**Dataset entries:**
use serde::{Deserialize, Serialize};

/// Identifier assigned to a message by the queue when it is sent.
#[derive(Debug, Clone, PartialEq, Eq, Hash, Serialize, Deserialize)]
#[serde(transparent)]
pub struct MessageId(String);

impl MessageId {
    /// Creates a message ID from a string.
    pub fn new(id: impl Into<String>) -> Self {
        Self(id.into())
    }

    /// Returns the message ID as a string slice.
    pub fn as_str(&self) -> &str {
        &self.0
    }
}

impl std::fmt::Display for MessageId {
    fn fmt(&self, f: &mut std::fmt::Formatter<'_>) -> std::fmt::Result {
        write!(f, "{}", self.0)
    }
}

/// A message handed to a consumer by [`MessageQueue::receive`](crate::MessageQueue::receive).
#[derive(Debug, Clone)]
pub struct ReceivedMessage {
    /// The queue-assigned message ID. Stable across redeliveries.
    pub message_id: MessageId,

    /// Receipt for this particular delivery, used to ack or release it.
    pub receipt: String,

    /// The raw message body.
    pub body: String,

    /// How many times the message has been received, including this time.
    pub receive_count: u32,
}
//! Synchronous payment endpoint.

use axum::Json;
use axum::body::Bytes;
use axum::extract::State;
use common::OrderId;
use domain::PaymentStatus;
use serde::Serialize;

use crate::AppState;
use crate::error::ApiError;

#[derive(Debug, Serialize)]
pub struct PaymentResponse {
    pub order_id: OrderId,
    pub status: PaymentStatus,
}

/// POST /payments: settles the payment of an order awaiting it.
pub async fn process(
    State(state): State<AppState>,
    body: Bytes,
) -> Result<Json<PaymentResponse>, ApiError> {
    let message = state.payments.handle_request(&body).await?;
    Ok(Json(PaymentResponse {
        order_id: message.order_id,
        status: message.status,
    }))
}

**Work instruction:** In the entries above, find every line holding the word "assigned" and copy it out.

**Response to the task:**
/// Identifier assigned to a message by the queue when it is sent.
    /// The queue-assigned message ID. Stable across redeliveries.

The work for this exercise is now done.